Work instructions —
What lines of the listing below contain the word "claims"? Copy each of them out.

Data supplied —

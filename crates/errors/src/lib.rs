use thiserror::Error;

#[derive(Debug, Error)]
pub enum SchedulerError {
    #[error("数据库错误: {0}")]
    Database(#[from] sqlx::Error),
    #[error("任务存储不可用: {0}")]
    StoreUnavailable(String),
    #[error("任务未找到: {name}")]
    TaskNotFound { name: String },
    #[error("任务ID未找到: {id}")]
    TaskIdNotFound { id: i64 },
    #[error("任务 {name} 的类型 {kind} 未注册")]
    UnknownKind { name: String, kind: String },
    #[error("任务类型重复注册: {0}")]
    DuplicateKind(String),
    #[error("任务 {name} 正在运行")]
    AlreadyRunning { name: String },
    #[error("调度器未运行")]
    NotRunning,
    #[error("任务执行错误: {0}")]
    TaskExecution(String),
    #[error("任务执行超时: {timeout_seconds}秒")]
    ExecutionTimeout { timeout_seconds: u64 },
    #[error("任务因关闭而取消")]
    Cancelled,
    #[error("配置错误: {0}")]
    Configuration(String),
    #[error("无效的任务参数: {0}")]
    InvalidTaskParams(String),
    #[error("数据验证失败: {0}")]
    ValidationError(String),
    #[error("序列化错误: {0}")]
    Serialization(String),
    #[error("内部错误: {0}")]
    Internal(String),
}

pub type SchedulerResult<T> = Result<T, SchedulerError>;

impl SchedulerError {
    pub fn store_unavailable<S: Into<String>>(msg: S) -> Self {
        Self::StoreUnavailable(msg.into())
    }
    pub fn task_not_found<S: Into<String>>(name: S) -> Self {
        Self::TaskNotFound { name: name.into() }
    }
    pub fn task_id_not_found(id: i64) -> Self {
        Self::TaskIdNotFound { id }
    }
    pub fn unknown_kind<N: Into<String>, K: Into<String>>(name: N, kind: K) -> Self {
        Self::UnknownKind {
            name: name.into(),
            kind: kind.into(),
        }
    }
    pub fn task_execution<S: Into<String>>(msg: S) -> Self {
        Self::TaskExecution(msg.into())
    }
    pub fn invalid_params<S: Into<String>>(msg: S) -> Self {
        Self::InvalidTaskParams(msg.into())
    }
    pub fn config_error<S: Into<String>>(msg: S) -> Self {
        Self::Configuration(msg.into())
    }
    pub fn validation_error<S: Into<String>>(msg: S) -> Self {
        Self::ValidationError(msg.into())
    }

    /// 任务存储读写失败，整轮调度需要放弃并在下一轮重试
    pub fn is_store_failure(&self) -> bool {
        matches!(
            self,
            SchedulerError::Database(_) | SchedulerError::StoreUnavailable(_)
        )
    }

    /// 任务本身的失败（会触发 StopOnError 策略）
    pub fn is_task_failure(&self) -> bool {
        matches!(
            self,
            SchedulerError::TaskExecution(_)
                | SchedulerError::ExecutionTimeout { .. }
                | SchedulerError::InvalidTaskParams(_)
        )
    }

    pub fn is_cancellation(&self) -> bool {
        matches!(self, SchedulerError::Cancelled)
    }

    pub fn is_configuration(&self) -> bool {
        matches!(
            self,
            SchedulerError::UnknownKind { .. }
                | SchedulerError::DuplicateKind(_)
                | SchedulerError::Configuration(_)
        )
    }

    pub fn user_message(&self) -> &str {
        match self {
            SchedulerError::TaskNotFound { .. } | SchedulerError::TaskIdNotFound { .. } => {
                "请求的任务不存在"
            }
            SchedulerError::UnknownKind { .. } => "任务类型未注册，请检查配置",
            SchedulerError::AlreadyRunning { .. } => "任务正在运行，请稍后重试",
            SchedulerError::NotRunning => "调度器未运行",
            SchedulerError::InvalidTaskParams(_) => "任务参数配置有误",
            SchedulerError::ValidationError(_) => "输入数据验证失败",
            SchedulerError::StoreUnavailable(_) | SchedulerError::Database(_) => {
                "任务存储暂不可用，请稍后重试"
            }
            _ => "系统繁忙，请稍后重试",
        }
    }
}

impl From<serde_json::Error> for SchedulerError {
    fn from(err: serde_json::Error) -> Self {
        SchedulerError::Serialization(err.to_string())
    }
}

impl From<anyhow::Error> for SchedulerError {
    fn from(err: anyhow::Error) -> Self {
        SchedulerError::Internal(err.to_string())
    }
}

#[cfg(test)]
mod tests;
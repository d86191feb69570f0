pub mod api_observability;
pub mod app_config;
pub mod database;
pub mod scheduler;
pub mod tasks;

pub use api_observability::*;
pub use app_config::*;
pub use database::*;
pub use scheduler::*;
pub use tasks::*;
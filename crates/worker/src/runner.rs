//! 单次任务运行
//!
//! 调用方必须已经通过 `claim`/`claim_due` 拿到任务的运行标记。
//! 运行器负责记录开始时间、执行、写回结果，最后释放标记并发出运行事件。
//! 任何任务级错误都在这里被吸收，不会向调度循环传播。

use std::panic::AssertUnwindSafe;
use std::sync::Arc;
use std::time::{Duration, Instant};

use futures::FutureExt;
use scheduler_domain::{
    Clock, RunCompletion, RunEvent, RunEventSink, RunOutcome, RunTrigger, TaskDescriptor,
    TaskDescriptorStore,
};
use scheduler_errors::{SchedulerError, SchedulerResult};
use scheduler_infrastructure::{MetricsCollector, StructuredLogger};
use tokio_util::sync::CancellationToken;

use crate::registry::TaskRegistry;
use crate::task::TaskContext;

#[derive(Clone)]
pub struct TaskRunner {
    store: Arc<dyn TaskDescriptorStore>,
    registry: Arc<TaskRegistry>,
    sink: Arc<dyn RunEventSink>,
    clock: Arc<dyn Clock>,
    default_timeout: Option<Duration>,
    metrics: Arc<MetricsCollector>,
}

/// 持有运行标记，被提前丢弃（例如运行被中止）时在后台释放
struct ClaimGuard {
    store: Arc<dyn TaskDescriptorStore>,
    task_id: i64,
    armed: bool,
}

impl ClaimGuard {
    fn new(store: Arc<dyn TaskDescriptorStore>, task_id: i64) -> Self {
        Self {
            store,
            task_id,
            armed: true,
        }
    }

    async fn release(mut self) {
        self.armed = false;
        self.store.release(self.task_id).await;
    }
}

impl Drop for ClaimGuard {
    fn drop(&mut self) {
        if !self.armed {
            return;
        }
        if let Ok(handle) = tokio::runtime::Handle::try_current() {
            let store = self.store.clone();
            let task_id = self.task_id;
            handle.spawn(async move { store.release(task_id).await });
        }
    }
}

impl TaskRunner {
    pub fn new(
        store: Arc<dyn TaskDescriptorStore>,
        registry: Arc<TaskRegistry>,
        sink: Arc<dyn RunEventSink>,
        clock: Arc<dyn Clock>,
    ) -> Self {
        Self {
            store,
            registry,
            sink,
            clock,
            default_timeout: None,
            metrics: Arc::new(MetricsCollector::new()),
        }
    }

    /// 任务没有单独配置超时时使用的默认值
    pub fn with_default_timeout(mut self, timeout: Option<Duration>) -> Self {
        self.default_timeout = timeout.filter(|t| !t.is_zero());
        self
    }

    pub fn registry(&self) -> &Arc<TaskRegistry> {
        &self.registry
    }

    pub fn store(&self) -> &Arc<dyn TaskDescriptorStore> {
        &self.store
    }

    pub fn clock(&self) -> &Arc<dyn Clock> {
        &self.clock
    }

    /// 执行一个已被认领的任务直到结束
    pub async fn run(
        &self,
        task: TaskDescriptor,
        trigger: RunTrigger,
        shutdown: CancellationToken,
    ) -> RunEvent {
        let guard = ClaimGuard::new(self.store.clone(), task.id);
        let started_at = self.clock.now();
        let timer = Instant::now();

        StructuredLogger::log_task_run_start(task.id, &task.name, &task.kind, started_at);
        if let Err(e) = self.store.record_start(task.id, started_at).await {
            StructuredLogger::log_bookkeeping_error(task.id, &task.name, "record_start", &e);
        }

        let cancellation = shutdown.child_token();
        let ctx = TaskContext {
            task_id: task.id,
            task_name: task.name.clone(),
            kind: task.kind.clone(),
            parameters: task.parameters.clone(),
            started_at,
            cancellation: cancellation.clone(),
        };

        let result = self.execute(&task, ctx, &cancellation).await;
        let (outcome, error_detail) = classify(result, shutdown.is_cancelled());

        let ended_at = self.clock.now();
        let completion = RunCompletion::from_outcome(outcome, task.stop_on_error, ended_at);
        if let Err(e) = self.store.record_completion(task.id, completion).await {
            StructuredLogger::log_bookkeeping_error(task.id, &task.name, "record_completion", &e);
        }
        if completion.disable {
            StructuredLogger::log_task_auto_disabled(task.id, &task.name, &task.kind);
            self.metrics.record_auto_disabled(&task.kind);
        }
        guard.release().await;

        let event = RunEvent {
            task_id: task.id,
            task_name: task.name,
            kind: task.kind,
            trigger,
            started_at,
            duration_ms: timer.elapsed().as_millis() as u64,
            outcome,
            error_detail,
        };
        self.sink.emit(&event).await;
        event
    }

    async fn execute(
        &self,
        task: &TaskDescriptor,
        ctx: TaskContext,
        cancellation: &CancellationToken,
    ) -> SchedulerResult<()> {
        let unit = self
            .registry
            .resolve(&task.kind)
            .ok_or_else(|| SchedulerError::unknown_kind(&task.name, &task.kind))?;

        let work = AssertUnwindSafe(unit.execute(ctx)).catch_unwind();
        let result = match task.timeout().or(self.default_timeout) {
            Some(limit) => match tokio::time::timeout(limit, work).await {
                Ok(result) => result,
                Err(_) => {
                    cancellation.cancel();
                    return Err(SchedulerError::ExecutionTimeout {
                        timeout_seconds: limit.as_secs(),
                    });
                }
            },
            None => work.await,
        };

        result.unwrap_or_else(|panic| Err(SchedulerError::task_execution(panic_message(panic))))
    }
}

fn classify(result: SchedulerResult<()>, shutting_down: bool) -> (RunOutcome, Option<String>) {
    match result {
        Ok(()) => (RunOutcome::Succeeded, None),
        Err(e @ SchedulerError::ExecutionTimeout { .. }) => (RunOutcome::TimedOut, Some(e.to_string())),
        Err(e) if shutting_down => (RunOutcome::Cancelled, Some(e.to_string())),
        Err(e) => (RunOutcome::Failed, Some(e.to_string())),
    }
}

fn panic_message(panic: Box<dyn std::any::Any + Send>) -> String {
    let detail = panic
        .downcast_ref::<&str>()
        .map(|s| s.to_string())
        .or_else(|| panic.downcast_ref::<String>().cloned())
        .unwrap_or_else(|| "unknown panic".to_string());
    format!("任务执行时发生panic: {detail}")
}
//! 周期任务调度的领域模型
//!
//! 包含任务描述（[`TaskDescriptor`]）、到期判断（[`schedule::is_due`]）、
//! 运行标记（[`RunningFlags`]）、任务存储抽象（[`TaskDescriptorStore`]）
//! 以及运行事件（[`RunEvent`]）。这里不包含任何执行或持久化细节。

pub mod claims;
pub mod clock;
pub mod entities;
pub mod events;
pub mod repositories;
pub mod schedule;

pub use claims::RunningFlags;
pub use clock::{Clock, SystemClock};
pub use entities::*;
pub use events::*;
pub use repositories::TaskDescriptorStore;
pub use schedule::{due_baseline, is_due, next_due_at};
pub use scheduler_errors::{SchedulerError, SchedulerResult};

Task answer —
pub mod claims;
pub use claims::RunningFlags;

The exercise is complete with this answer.